Cryptocurrencies, particularly Bitcoin, have received a fair share of attention this year thanks to the growing interest of traditional financial institutions in digital currencies and the pandemic-induced economic slowdown affecting economies and markets. The research division of the leading crypto spot and derivatives exchange OKEx – OKEx Insights, in partnership with blockchain data company Catallact, recently completed a comprehensive study of transactions conducted on the Bitcoin blockchain to identify the prevailing investment trends in the industry.
The study took into account bitcoin data in the chain from January to early August, taking into account transaction sizes to understand the behavior of large investors in the sector. One of the goals of this study was to find out whether or not the addition of Bitcoin to the portfolios of well-known funds really encourages institutional investors to invest in the flagship cryptocurrency as claimed.
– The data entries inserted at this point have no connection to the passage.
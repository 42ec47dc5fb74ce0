//! Docker engine event source.

use std::collections::HashMap;

use bollard::system::EventsOptions;
use bollard::Docker;
use futures::stream::BoxStream;
use futures::StreamExt;
use thiserror::Error;
use tracing::debug;

use crate::error::SyncError;
use crate::event::LifecycleEvent;

/// Actions subscribed to from the engine; everything else is filtered
/// server-side.
const EVENT_FILTER: [&str; 5] = ["start", "create", "stop", "die", "destroy"];

/// Failure reported by the event stream.
#[derive(Debug, Clone, Error)]
#[error("event stream error: {message}")]
pub struct StreamError {
    message: String,
}

impl StreamError {
    /// Create a stream error from a message.
    pub fn new(message: impl Into<String>) -> Self {
        Self {
            message: message.into(),
        }
    }
}

impl From<bollard::errors::Error> for StreamError {
    fn from(err: bollard::errors::Error) -> Self {
        Self::new(err.to_string())
    }
}

/// Source of container lifecycle events.
///
/// A subscription is a finite view of an infinite stream: it yields events
/// until the transport fails or ends, at which point the caller is expected
/// to subscribe again.
pub trait EventSource: Send + Sync {
    /// Open a fresh subscription to the event stream.
    fn subscribe(&self) -> BoxStream<'static, Result<LifecycleEvent, StreamError>>;
}

/// Event source backed by a Docker engine.
#[derive(Clone)]
pub struct DockerEvents {
    docker: Docker,
}

impl DockerEvents {
    /// Wrap an existing Docker client.
    pub fn new(docker: Docker) -> Self {
        Self { docker }
    }

    /// Connect to the local Docker engine.
    pub fn connect() -> Result<Self, SyncError> {
        let docker = Docker::connect_with_local_defaults()?;
        debug!("connected to docker engine");

        Ok(Self::new(docker))
    }
}

impl EventSource for DockerEvents {
    fn subscribe(&self) -> BoxStream<'static, Result<LifecycleEvent, StreamError>> {
        let mut filters = HashMap::new();
        filters.insert("type", vec!["container"]);
        filters.insert("event", EVENT_FILTER.to_vec());

        let options = EventsOptions {
            filters,
            ..Default::default()
        };

        self.docker
            .events(Some(options))
            .map(|result| result.map(LifecycleEvent::from).map_err(StreamError::from))
            .boxed()
    }
}
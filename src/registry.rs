//! # Registry
//!
//! The read-only set of pipelines built at startup, one per control type,
//! together with the depth estimator the depth and normal annotators share.
use crate::annotator::DepthEstimator;
use crate::control::ControlType;
use crate::pipeline::Pipeline;
use std::collections::BTreeMap;
use std::fmt;

pub struct Registry {
    pipelines: BTreeMap<ControlType, Box<dyn Pipeline>>,
    depth_estimator: Option<Box<dyn DepthEstimator>>,
}

impl Registry {
    pub fn builder() -> RegistryBuilder {
        RegistryBuilder::default()
    }

    pub fn get(&self, control_type: ControlType) -> Option<&dyn Pipeline> {
        self.pipelines.get(&control_type).map(|p| p.as_ref())
    }

    pub fn contains(&self, control_type: ControlType) -> bool {
        self.pipelines.contains_key(&control_type)
    }

    /// The registered control types, in [`ControlType::ALL`] order.
    pub fn control_types(&self) -> Vec<ControlType> {
        self.pipelines.keys().copied().collect()
    }

    pub fn depth_estimator(&self) -> Option<&dyn DepthEstimator> {
        self.depth_estimator.as_deref()
    }

    pub fn is_empty(&self) -> bool {
        self.pipelines.is_empty()
    }
}

impl fmt::Debug for Registry {
    fn fmt(&self, f: &mut fmt::Formatter<'_>) -> fmt::Result {
        f.debug_struct("Registry")
            .field("control_types", &self.control_types())
            .field("depth_estimator", &self.depth_estimator.is_some())
            .finish()
    }
}

#[derive(Default)]
pub struct RegistryBuilder {
    pipelines: BTreeMap<ControlType, Box<dyn Pipeline>>,
    depth_estimator: Option<Box<dyn DepthEstimator>>,
}

impl RegistryBuilder {
    /// Registers the pipeline serving `control_type`, replacing any previous
    /// one.
    pub fn pipeline(mut self, control_type: ControlType, pipeline: Box<dyn Pipeline>) -> Self {
        self.pipelines.insert(control_type, pipeline);
        self
    }

    pub fn depth_estimator(mut self, estimator: Box<dyn DepthEstimator>) -> Self {
        self.depth_estimator = Some(estimator);
        self
    }

    pub fn build(self) -> Registry {
        Registry { pipelines: self.pipelines, depth_estimator: self.depth_estimator }
    }
}

#[cfg(test)]
mod tests {
    use super::*;
    use crate::error::Result;
    use crate::pipeline::PipelineInput;
    use image::RgbImage;

    struct Blank;

    impl Pipeline for Blank {
        fn run(&self, input: &PipelineInput<'_>) -> Result<RgbImage> {
            let (w, h) = input.control.dimensions();
            Ok(RgbImage::new(w, h))
        }
    }

    #[test]
    fn keys_follow_control_type_order() {
        let registry = Registry::builder()
            .pipeline(ControlType::Normal, Box::new(Blank))
            .pipeline(ControlType::Canny, Box::new(Blank))
            .build();
        assert_eq!(registry.control_types(), [ControlType::Canny, ControlType::Normal]);
        assert!(registry.get(ControlType::Depth).is_none());
        assert!(registry.contains(ControlType::Canny));
        assert!(registry.depth_estimator().is_none());
        assert!(!registry.is_empty());
        assert!(Registry::builder().build().is_empty());
    }
}
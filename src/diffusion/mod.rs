//! # Latent diffusion networks
//!
//! The Stable Diffusion v1.5 components used for generation, laid out so
//! that the diffusers-format safetensors weights load directly into them:
//! the CLIP text encoder, the conditional UNet, the ControlNet branch, the
//! latent decoder and the DDIM scheduler.
pub mod clip;
pub mod controlnet;
pub mod ddim;
mod layers;
pub mod unet;
pub mod vae;
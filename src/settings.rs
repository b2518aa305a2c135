use std::path::PathBuf;

/// Process-wide configuration, fixed before provisioning starts.
#[derive(Debug, Clone)]
pub struct Settings {
    /// Root directory for every downloaded asset.
    pub models_dir: PathBuf,
    /// When set, absent assets are never fetched; control types whose files
    /// are missing are left out of the registry.
    pub offline: bool,
    /// Components forced onto the CPU, e.g. `unet`, `vae`, `clip`,
    /// `annotator` or `all`.
    pub cpu: Vec<String>,
    /// The size of the sliced attention, 0 for automatic slicing and `None`
    /// to disable slicing.
    pub sliced_attention_size: Option<i64>,
    /// Length of the short side of the control image, in pixels.
    pub resolution: u32,
}

impl Default for Settings {
    fn default() -> Self {
        Self {
            models_dir: PathBuf::from("models"),
            offline: false,
            cpu: vec![],
            sliced_attention_size: Some(0),
            resolution: 512,
        }
    }
}
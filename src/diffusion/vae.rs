//! # Latent decoder
//!
//! The decoding half of the Stable Diffusion variational auto-encoder,
//! mapping 4 channel latents back to RGB images 8 times larger. Encoder
//! weights present in the checkpoint are ignored.
use super::layers::{conv1x1, group_norm, ResBlock, SelfAttention, Upsample};
use tch::{nn, Tensor};

/// Latents are stored scaled by this factor.
pub const LATENT_SCALE: f64 = 0.18215;

const EPS: f64 = 1e-6;

#[derive(Debug, Clone, PartialEq, Eq)]
pub struct DecoderConfig {
    pub block_out_channels: Vec<i64>,
    pub layers_per_block: i64,
    pub latent_channels: i64,
}

impl Default for DecoderConfig {
    // https://huggingface.co/runwayml/stable-diffusion-v1-5/blob/main/vae/config.json
    fn default() -> Self {
        Self { block_out_channels: vec![128, 256, 512, 512], layers_per_block: 2, latent_channels: 4 }
    }
}

#[derive(Debug)]
struct UpBlock {
    resnets: Vec<ResBlock>,
    upsampler: Option<Upsample>,
}

#[derive(Debug)]
pub struct LatentDecoder {
    post_quant_conv: nn::Conv2D,
    conv_in: nn::Conv2D,
    mid_resnets: [ResBlock; 2],
    mid_attention: SelfAttention,
    up_blocks: Vec<UpBlock>,
    conv_norm_out: nn::GroupNorm,
    conv_out: nn::Conv2D,
}

impl LatentDecoder {
    pub fn new(vs: nn::Path, config: &DecoderConfig) -> Self {
        let latent = config.latent_channels;
        let channels: Vec<i64> = config.block_out_channels.iter().rev().copied().collect();
        let top = channels[0];
        let post_quant_conv = conv1x1(&vs / "post_quant_conv", latent, latent);
        let vs = &vs / "decoder";
        let conv_cfg = nn::ConvConfig { padding: 1, ..Default::default() };
        let conv_in = nn::conv2d(&vs / "conv_in", latent, top, 3, conv_cfg);
        let mid = &vs / "mid_block";
        let mid_resnets = [0, 1].map(|i| ResBlock::new(&mid / "resnets" / i, top, top, None, EPS));
        let mid_attention = SelfAttention::new(&mid / "attentions" / 0, top);
        let up_blocks = channels
            .iter()
            .enumerate()
            .map(|(i, &out)| {
                let vs = &vs / "up_blocks" / i;
                let in_channels = channels[i.saturating_sub(1)];
                let resnets = (0..config.layers_per_block + 1)
                    .map(|j| {
                        let in_channels = if j == 0 { in_channels } else { out };
                        ResBlock::new(&vs / "resnets" / j, in_channels, out, None, EPS)
                    })
                    .collect();
                let upsampler = (i + 1 < channels.len())
                    .then(|| Upsample::new(&vs / "upsamplers" / 0, out));
                UpBlock { resnets, upsampler }
            })
            .collect();
        let bottom = channels[channels.len() - 1];
        let conv_norm_out = group_norm(&vs / "conv_norm_out", bottom, EPS);
        let conv_out = nn::conv2d(&vs / "conv_out", bottom, 3, 3, conv_cfg);
        Self {
            post_quant_conv,
            conv_in,
            mid_resnets,
            mid_attention,
            up_blocks,
            conv_norm_out,
            conv_out,
        }
    }

    /// Decodes scaled latents into images with values roughly in `[-1, 1]`.
    pub fn decode(&self, latents: &Tensor) -> Tensor {
        let xs = (latents / LATENT_SCALE).apply(&self.post_quant_conv).apply(&self.conv_in);
        let xs = self.mid_resnets[0].forward(&xs, None).apply(&self.mid_attention);
        let mut xs = self.mid_resnets[1].forward(&xs, None);
        for block in self.up_blocks.iter() {
            for resnet in block.resnets.iter() {
                xs = resnet.forward(&xs, None);
            }
            if let Some(upsampler) = &block.upsampler {
                xs = upsampler.forward(&xs, None);
            }
        }
        xs.apply(&self.conv_norm_out).silu().apply(&self.conv_out)
    }
}

#[cfg(test)]
mod tests {
    use super::*;
    use tch::Device;

    #[test]
    fn upscales_by_eight() {
        let config = DecoderConfig { block_out_channels: vec![32, 32, 64, 64], ..Default::default() };
        let vs = nn::VarStore::new(Device::Cpu);
        let decoder = LatentDecoder::new(vs.root(), &config);
        let latents = Tensor::randn([1, 4, 3, 5], tch::kind::FLOAT_CPU);
        let image = tch::no_grad(|| decoder.decode(&latents));
        assert_eq!(image.size(), [1, 3, 24, 40]);
    }

    #[test]
    fn only_decoder_parameters() {
        let vs = nn::VarStore::new(Device::Cpu);
        let _decoder = LatentDecoder::new(vs.root(), &DecoderConfig::default());
        let variables = vs.variables();
        for name in [
            "post_quant_conv.weight",
            "decoder.mid_block.attentions.0.query.weight",
            "decoder.mid_block.resnets.1.norm2.bias",
            "decoder.up_blocks.2.resnets.0.conv_shortcut.weight",
            "decoder.up_blocks.2.upsamplers.0.conv.weight",
            "decoder.conv_out.bias",
        ] {
            assert!(variables.contains_key(name), "{name}");
        }
        assert!(!variables.contains_key("decoder.up_blocks.3.upsamplers.0.conv.weight"));
        assert!(!variables.keys().any(|k| k.starts_with("encoder.") || k.starts_with("quant_conv")));
    }
}
#![allow(dead_code)]
use controlnet_predictor::annotator::DepthEstimator;
use controlnet_predictor::assets::{BaseAssets, ControlAssets, Fetcher, ModelAsset};
use controlnet_predictor::pipeline::{Pipeline, PipelineInput};
use controlnet_predictor::{ControlType, PipelineFactory, Result};
use image::RgbImage;
use std::cell::{Cell, RefCell};
use std::io::Write;
use std::rc::Rc;
use tch::{Device, Kind, Tensor};

type FetchResult = std::result::Result<u64, Box<dyn std::error::Error + Send + Sync>>;

/// Serves a fixed payload for every url, gzipped for `.gz` urls.
#[derive(Default)]
pub struct FakeFetcher {
    pub urls: RefCell<Vec<String>>,
    pub fail_on: Option<&'static str>,
}

impl Fetcher for FakeFetcher {
    fn fetch(&self, url: &str, out: &mut dyn Write) -> FetchResult {
        self.urls.borrow_mut().push(url.to_string());
        if matches!(self.fail_on, Some(pattern) if url.contains(pattern)) {
            return Err("404 not found".into());
        }
        let payload = if url.ends_with(".gz") {
            let mut encoder =
                flate2::write::GzEncoder::new(Vec::new(), flate2::Compression::fast());
            encoder.write_all(b"\"bpe_simple_vocab_16e6.txt#version: 0.2\n")?;
            encoder.finish()?
        } else {
            url.as_bytes().to_vec()
        };
        out.write_all(&payload)?;
        Ok(payload.len() as u64)
    }
}

/// Depth increasing from left to right.
pub struct RampEstimator;

impl DepthEstimator for RampEstimator {
    fn estimate(&self, image: &RgbImage) -> Result<Tensor> {
        let (w, h) = image.dimensions();
        let row = Tensor::arange(w as i64, (Kind::Float, Device::Cpu));
        Ok(row.view([1, w as i64]).repeat([h as i64, 1]))
    }
}

/// Returns the control image with every channel shifted by the seed, and
/// counts its invocations.
pub struct EchoPipeline {
    pub calls: Rc<Cell<usize>>,
}

impl Pipeline for EchoPipeline {
    fn run(&self, input: &PipelineInput<'_>) -> Result<RgbImage> {
        self.calls.set(self.calls.get() + 1);
        let mut image = input.control.clone();
        let shift = input.seed.rem_euclid(256) as u8;
        for pixel in image.pixels_mut() {
            for c in pixel.0.iter_mut() {
                *c = c.wrapping_add(shift);
            }
        }
        Ok(image)
    }
}

/// Records what gets built instead of loading any model.
#[derive(Default)]
pub struct FakeFactory {
    pub bases: Cell<usize>,
    pub estimators: Cell<usize>,
    pub built: RefCell<Vec<ControlType>>,
    pub calls: Rc<Cell<usize>>,
}

impl PipelineFactory for FakeFactory {
    type Base = ();

    fn load_base(&self, assets: &BaseAssets) -> Result<()> {
        assert!(assets.files().iter().all(|a| a.exists()));
        self.bases.set(self.bases.get() + 1);
        Ok(())
    }

    fn build_pipeline(&self, _base: &(), assets: &ControlAssets) -> Result<Box<dyn Pipeline>> {
        assert!(assets.weights.exists() && assets.config.exists());
        self.built.borrow_mut().push(assets.control_type);
        Ok(Box::new(EchoPipeline { calls: Rc::clone(&self.calls) }))
    }

    fn load_depth_estimator(&self, asset: &ModelAsset) -> Result<Box<dyn DepthEstimator>> {
        assert!(asset.exists());
        self.estimators.set(self.estimators.get() + 1);
        Ok(Box::new(RampEstimator))
    }
}

pub fn touch(asset: &ModelAsset) {
    std::fs::create_dir_all(asset.path.parent().unwrap()).unwrap();
    std::fs::write(&asset.path, b"").unwrap();
}

pub fn encode_png(image: &RgbImage) -> Vec<u8> {
    let mut bytes = std::io::Cursor::new(Vec::new());
    image.write_to(&mut bytes, image::ImageOutputFormat::Png).unwrap();
    bytes.into_inner()
}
There have been a number of cases in the recent past, including the announcement by macro investor Paul Tudor Jones that his Tudor BVI fund will trade bitcoin futures and the story that MicroStrategy, listed on the Nasdaq, has over 250 million worth of bitcoins US dollar buys to hedge against inflation People believed that more and more big investors continued to hoard cryptocurrencies. To identify the behavior, the OKEx Insights – Catallact Study differentiated Bitcoin blockchain data based on the transaction size in 4 different categories.
It was believed that most of the daily transactions in the 0-1 BTC range belonged mainly to retail investors, with a small percentage of them being due to payments from crypto users. The second category included medium-sized transactions of 10 to 100 BTC per day attributed to miners and larger retailers, followed by large daily transactions of 100 BTC to 1000 BTC sizes by large investors. Ultimately, it was believed that transactions over 1000 BTC were made either by exchanges or by institutional investors.
The number of transactions decreases as the amount of BTC processed increases. Source: catallact
Comparing the number of such transactions to the movement in the market price of Bitcoin enabled the team to identify certain behavioral trends that were prevalent in the first half of this year. Smaller transactions under 10 BTC made up most of the transactions on the blockchain, with the majority being less than 0.1 BTC. It has been found that these transactions closely track the market price movement and decline in the cryptocurrency as volatility increases or the price decreases.
Meanwhile, the medium-sized transaction volumes are more resilient compared to smaller transactions. Even when the market was constrained due to the worsening COVID19 situation, the deviation in trend was minimal, with the exception of the time around the Bitcoin halving event when activity declined for a while. It's not surprising since the category includes miners. At the same time, major investors and crypto whales appear to have made up for the decline in transactions by resuming their business as usual after a quick rebound.
For transactions with larger volumes in the range of over 1000 BTC, the number of daily transactions had increased repeatedly during the price consolidation phase between May and July. Most of these transactions came from crypto exchanges as they shuffle funds between wallets, large institutional players and big money whales for security reasons, while accumulating or distributing crypto holdings in anticipation of price movements during the consolidation phase.
The study assumes that institutional investors and crypto whales are more likely to buy large amounts of crypto in the lean phase when prices are at the lower end, as in this case. They prefer to get involved in the market at a lower price and hold it for the long term, with the expectation that Bitcoin value will increase over time for huge returns compared to other traditional investment opportunities.